Ho sempre letto molto e disordinatamente, non ho mai avuto un maestro, la mia è una scrittura meticcia, e nello scrivere sono sempre alla ricerca della mia voce. “Ferito a morte” di La Capria mi ha colpita per ragioni autobiografiche, ma ancora di più mi ha segnata la seconda stagione della sua narrativa, da “L’armonia perduta” in poi. In questo, e ancor più nei romanzi successivi, Raffaele crea un intreccio molto stretto tra stile narrativo e materiali autobiografici. Forte di un grande rigore stilistico, si prende un’assoluta libertà di contenuti. Il suo non è uno stile ricercato, come nelle avanguardie. È anzi quello che lui chiamava “lo stile dell’anatra”, cioè una scrittura meditata ma all’apparenza piana, che non tradisce lo sforzo.
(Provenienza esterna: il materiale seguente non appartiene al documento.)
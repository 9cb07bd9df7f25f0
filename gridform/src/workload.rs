//! Workload builder: turns a declared resource and its version into a workload.
//!
//! The builder is pure. Secrets arrive already encrypted, and cross-references
//! (machine mounts to disks) are checked here rather than left to the node.

use std::collections::BTreeSet;
use std::net::Ipv4Addr;

use ipnet::Ipv4Net;

use crate::grid::{
    ComputeCapacity, MachineInterface, MachineMount, MachineNetwork, NetworkData, Peer, Workload,
    WorkloadData, ZMachine, ZMount, Zdb, GIGABYTE, MEGABYTE,
};
use crate::model::{DiskSpec, MachineSpec, Resource, ZdbSpec};
use crate::validation::{validate_name, Result, ValidationError};

/// Builds workloads for the resources of one deployment.
#[derive(Debug, Clone)]
pub struct WorkloadBuilder {
    network_name: String,
    disks: BTreeSet<String>,
}

impl WorkloadBuilder {
    /// `resources` is the full declared set; disk names are taken from it to
    /// resolve machine mounts.
    pub fn new(network_name: impl Into<String>, resources: &[Resource]) -> Self {
        let disks = resources
            .iter()
            .filter_map(|r| match r {
                Resource::Disk(d) => Some(d.name.clone()),
                _ => None,
            })
            .collect();
        Self {
            network_name: network_name.into(),
            disks,
        }
    }

    /// Build the workload of one resource.
    ///
    /// `ip` is required for machines, `encrypted_password` (hex ciphertext)
    /// for storage nodes; both are ignored for other kinds.
    pub fn build(
        &self,
        resource: &Resource,
        version: u32,
        ip: Option<Ipv4Addr>,
        encrypted_password: Option<&str>,
    ) -> Result<Workload> {
        validate_name(resource.name())?;
        match resource {
            Resource::Disk(disk) => disk_workload(disk, version),
            Resource::StorageNode(zdb) => {
                let password = encrypted_password.ok_or_else(|| missing(&zdb.name, "password"))?;
                zdb_workload(zdb, version, password)
            }
            Resource::Machine(vm) => {
                let ip = ip.ok_or_else(|| missing(&vm.name, "ip"))?;
                self.machine_workload(vm, version, ip)
            }
        }
    }

    fn machine_workload(&self, vm: &MachineSpec, version: u32, ip: Ipv4Addr) -> Result<Workload> {
        if vm.flist.trim().is_empty() {
            return Err(missing(&vm.name, "flist"));
        }
        if vm.cpu == 0 {
            return Err(missing(&vm.name, "cpu"));
        }
        if vm.memory == 0 {
            return Err(missing(&vm.name, "memory"));
        }

        let mut mounts = Vec::with_capacity(vm.mounts.len());
        for mount in &vm.mounts {
            if !self.disks.contains(&mount.disk_name) {
                return Err(ValidationError::UnknownDisk {
                    machine: vm.name.clone(),
                    disk: mount.disk_name.clone(),
                });
            }
            mounts.push(MachineMount {
                name: mount.disk_name.clone(),
                mountpoint: mount.mount_point.clone(),
            });
        }

        let data = ZMachine {
            flist: vm.flist.clone(),
            network: MachineNetwork {
                planetary: vm.planetary,
                interfaces: vec![MachineInterface {
                    network: self.network_name.clone(),
                    ip,
                }],
            },
            compute_capacity: ComputeCapacity {
                cpu: vm.cpu,
                memory: vm.memory * MEGABYTE,
            },
            entrypoint: vm.entrypoint.clone(),
            mounts,
            env: vm.env(),
        };
        Ok(Workload::new(
            vm.name.clone(),
            version,
            vm.description.clone(),
            WorkloadData::ZMachine(data),
        ))
    }
}

fn missing(name: &str, field: &str) -> ValidationError {
    ValidationError::InvalidResource {
        name: name.to_string(),
        reason: format!("{} is required", field),
    }
}

fn disk_workload(disk: &DiskSpec, version: u32) -> Result<Workload> {
    if disk.size == 0 {
        return Err(missing(&disk.name, "size"));
    }
    Ok(Workload::new(
        disk.name.clone(),
        version,
        disk.description.clone(),
        WorkloadData::ZMount(ZMount {
            size: disk.size * GIGABYTE,
        }),
    ))
}

fn zdb_workload(zdb: &ZdbSpec, version: u32, password: &str) -> Result<Workload> {
    if zdb.size == 0 {
        return Err(missing(&zdb.name, "size"));
    }
    if password.is_empty() {
        return Err(missing(&zdb.name, "password"));
    }
    Ok(Workload::new(
        zdb.name.clone(),
        version,
        zdb.description.clone(),
        WorkloadData::Zdb(Zdb {
            size: zdb.size * GIGABYTE,
            mode: zdb.mode,
            password: password.to_string(),
            public: false,
        }),
    ))
}

/// Network workload of one mesh member.
pub struct NetworkWorkload<'a> {
    pub name: &'a str,
    pub description: &'a str,
    pub version: u32,
    pub ip_range: Ipv4Net,
    pub subnet: Ipv4Net,
    pub private_key: &'a str,
    pub listen_port: u16,
    pub peers: Vec<Peer>,
}

impl NetworkWorkload<'_> {
    pub fn build(self) -> Result<Workload> {
        validate_name(self.name)?;
        if self.private_key.is_empty() {
            return Err(missing(self.name, "private key"));
        }
        Ok(Workload::new(
            self.name,
            self.version,
            self.description,
            WorkloadData::Network(NetworkData {
                ip_range: self.ip_range,
                subnet: self.subnet,
                wg_private_key: self.private_key.to_string(),
                wg_listen_port: self.listen_port,
                peers: self.peers,
            }),
        ))
    }
}

#[cfg(test)]
mod tests {
    use super::*;
    use crate::grid::{WorkloadKind, ZdbMode};
    use crate::model::{EnvVar, MountSpec};

    fn disk(name: &str) -> DiskSpec {
        DiskSpec {
            name: name.to_string(),
            size: 10,
            description: "data".to_string(),
        }
    }

    fn vm(mounts: &[(&str, &str)], env: &[(&str, &str)]) -> MachineSpec {
        MachineSpec {
            name: "web1".to_string(),
            flist: "https://hub.grid.tf/tf-official-apps/base:latest.flist".to_string(),
            cpu: 2,
            memory: 1024,
            entrypoint: "/sbin/zinit init".to_string(),
            description: "frontend".to_string(),
            mounts: mounts
                .iter()
                .map(|(d, p)| MountSpec {
                    disk_name: d.to_string(),
                    mount_point: p.to_string(),
                })
                .collect(),
            env_vars: env
                .iter()
                .map(|(k, v)| EnvVar {
                    key: k.to_string(),
                    value: v.to_string(),
                })
                .collect(),
            ip: None,
            planetary: true,
        }
    }

    #[test]
    fn test_disk_size_in_bytes() {
        let builder = WorkloadBuilder::new("net1", &[]);
        let wl = builder
            .build(&Resource::Disk(disk("data")), 3, None, None)
            .unwrap();
        assert_eq!(wl.kind(), WorkloadKind::ZMount);
        assert_eq!(wl.version, 3);
        assert_eq!(wl.description, "data");
        match wl.data {
            WorkloadData::ZMount(m) => assert_eq!(m.size, 10 * GIGABYTE),
            other => panic!("unexpected payload {:?}", other),
        }
    }

    #[test]
    fn test_zdb_takes_ciphertext() {
        let zdb = ZdbSpec {
            name: "kv".to_string(),
            size: 2,
            description: String::new(),
            password: "plain".to_string(),
            mode: ZdbMode::Seq,
        };
        let builder = WorkloadBuilder::new("net1", &[]);
        let wl = builder
            .build(&Resource::StorageNode(zdb.clone()), 0, None, Some("a1b2"))
            .unwrap();
        match wl.data {
            WorkloadData::Zdb(z) => {
                assert_eq!(z.password, "a1b2");
                assert_eq!(z.mode, ZdbMode::Seq);
            }
            other => panic!("unexpected payload {:?}", other),
        }

        assert!(matches!(
            builder.build(&Resource::StorageNode(zdb), 0, None, None),
            Err(ValidationError::InvalidResource { .. })
        ));
    }

    #[test]
    fn test_machine_resolves_mounts_in_order() {
        let resources = vec![
            Resource::Disk(disk("data")),
            Resource::Disk(disk("logs")),
        ];
        let builder = WorkloadBuilder::new("net1", &resources);
        let machine = vm(&[("logs", "/var/log"), ("data", "/data")], &[]);
        let ip = Ipv4Addr::new(10, 1, 3, 2);
        let wl = builder
            .build(&Resource::Machine(machine), 0, Some(ip), None)
            .unwrap();
        let WorkloadData::ZMachine(data) = wl.data else {
            panic!("expected machine payload");
        };
        let names: Vec<_> = data.mounts.iter().map(|m| m.name.as_str()).collect();
        assert_eq!(names, vec!["logs", "data"]);
        assert_eq!(data.compute_capacity.memory, 1024 * MEGABYTE);
        assert_eq!(data.network.interfaces[0].network, "net1");
        assert_eq!(data.network.interfaces[0].ip, ip);
        assert!(data.network.planetary);
    }

    #[test]
    fn test_machine_env_last_write_wins() {
        let builder = WorkloadBuilder::new("net1", &[]);
        let machine = vm(&[], &[("SSH_KEY", "old"), ("MODE", "x"), ("SSH_KEY", "new")]);
        let wl = builder
            .build(&Resource::Machine(machine), 0, Some(Ipv4Addr::new(10, 1, 3, 2)), None)
            .unwrap();
        let WorkloadData::ZMachine(data) = wl.data else {
            panic!("expected machine payload");
        };
        assert_eq!(data.env.len(), 2);
        assert_eq!(data.env["SSH_KEY"], "new");
    }

    #[test]
    fn test_machine_unknown_disk() {
        let builder = WorkloadBuilder::new("net1", &[Resource::Disk(disk("data"))]);
        let machine = vm(&[("missing", "/mnt")], &[]);
        assert_eq!(
            builder.build(&Resource::Machine(machine), 0, Some(Ipv4Addr::new(10, 1, 3, 2)), None),
            Err(ValidationError::UnknownDisk {
                machine: "web1".to_string(),
                disk: "missing".to_string()
            })
        );
    }

    #[test]
    fn test_machine_requires_fields() {
        let builder = WorkloadBuilder::new("net1", &[]);
        let ip = Some(Ipv4Addr::new(10, 1, 3, 2));

        let mut no_flist = vm(&[], &[]);
        no_flist.flist.clear();
        assert!(builder.build(&Resource::Machine(no_flist), 0, ip, None).is_err());

        let mut no_cpu = vm(&[], &[]);
        no_cpu.cpu = 0;
        assert!(builder.build(&Resource::Machine(no_cpu), 0, ip, None).is_err());

        assert!(builder.build(&Resource::Machine(vm(&[], &[])), 0, None, None).is_err());
    }

    #[test]
    fn test_network_workload() {
        let wl = NetworkWorkload {
            name: "net1",
            description: "mesh",
            version: 2,
            ip_range: "10.1.0.0/16".parse().unwrap(),
            subnet: "10.1.3.0/24".parse().unwrap(),
            private_key: "sk",
            listen_port: 4000,
            peers: vec![],
        }
        .build()
        .unwrap();
        assert_eq!(wl.kind(), WorkloadKind::Network);
        assert_eq!(wl.version, 2);
    }
}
Aveva sempre in mente l’immagine del tuffo perfetto: la figura che si libra nell’aria e entra in acqua lasciando lo specchio intatto. La purezza del gesto che nasconde un esercizio infinito.
Nel libro ricorrono due domande senza risposta: “Chi abbandona chi?” e “Chi hai amato di più?”. Quest’ultima, ripetutamente posta da La Capria.
La prima è più che altro una riflessione sugli abbandoni. Chi abbandona ha tutta la responsabilità o anche l’abbandonato vi prende parte? La seconda è una domanda per l’eternità, ed è senza risposta. Non a caso La Capria la poneva in continuazione. La faceva a me, ma credo la facesse a sé stesso. All’inizio non rispondevo perché non volevo, nel tempo sempre meno avrei saputo rispondere. Come dice Marguerite Yourcenar, «Il tempo, grande scultore» modella e rimodella. È il lavoro incessante della memoria, che cambia continuamente aspetto ai nostri ricordi. Dentro di noi c’è un paesaggio cangiante.
Perché ha scelto questo verso di Dagerman per l’esergo: «Tutti vogliono essere amati per quel che non hanno»?
Perché è stato per me fonte di ispirazione. Mio padre avrebbe voluto essere amato per qualità paterne che non aveva: protettività, capacità di riuscire. Raffaele si sentiva inadeguato rispetto a certi suoi amici di gioventù spavaldi con le donne, seduttori e seduttivi. Nonostante il legame con una donna bellissima, l’attrice Ilaria Occhini, il rammarico di non essere amato con quella facilità con cui erano amati quegli “oziosi pappagalli di provincia” l’ha accompagnato per tutta la vita. Ognuno di noi vorrebbe essere amato non per le qualità che possiede, ma per quelle dell’altro da sé, o di quel sé ideale che non sarà mai. Nel mio caso, per una spensieratezza, una leggerezza che non ho e a cui aspiro.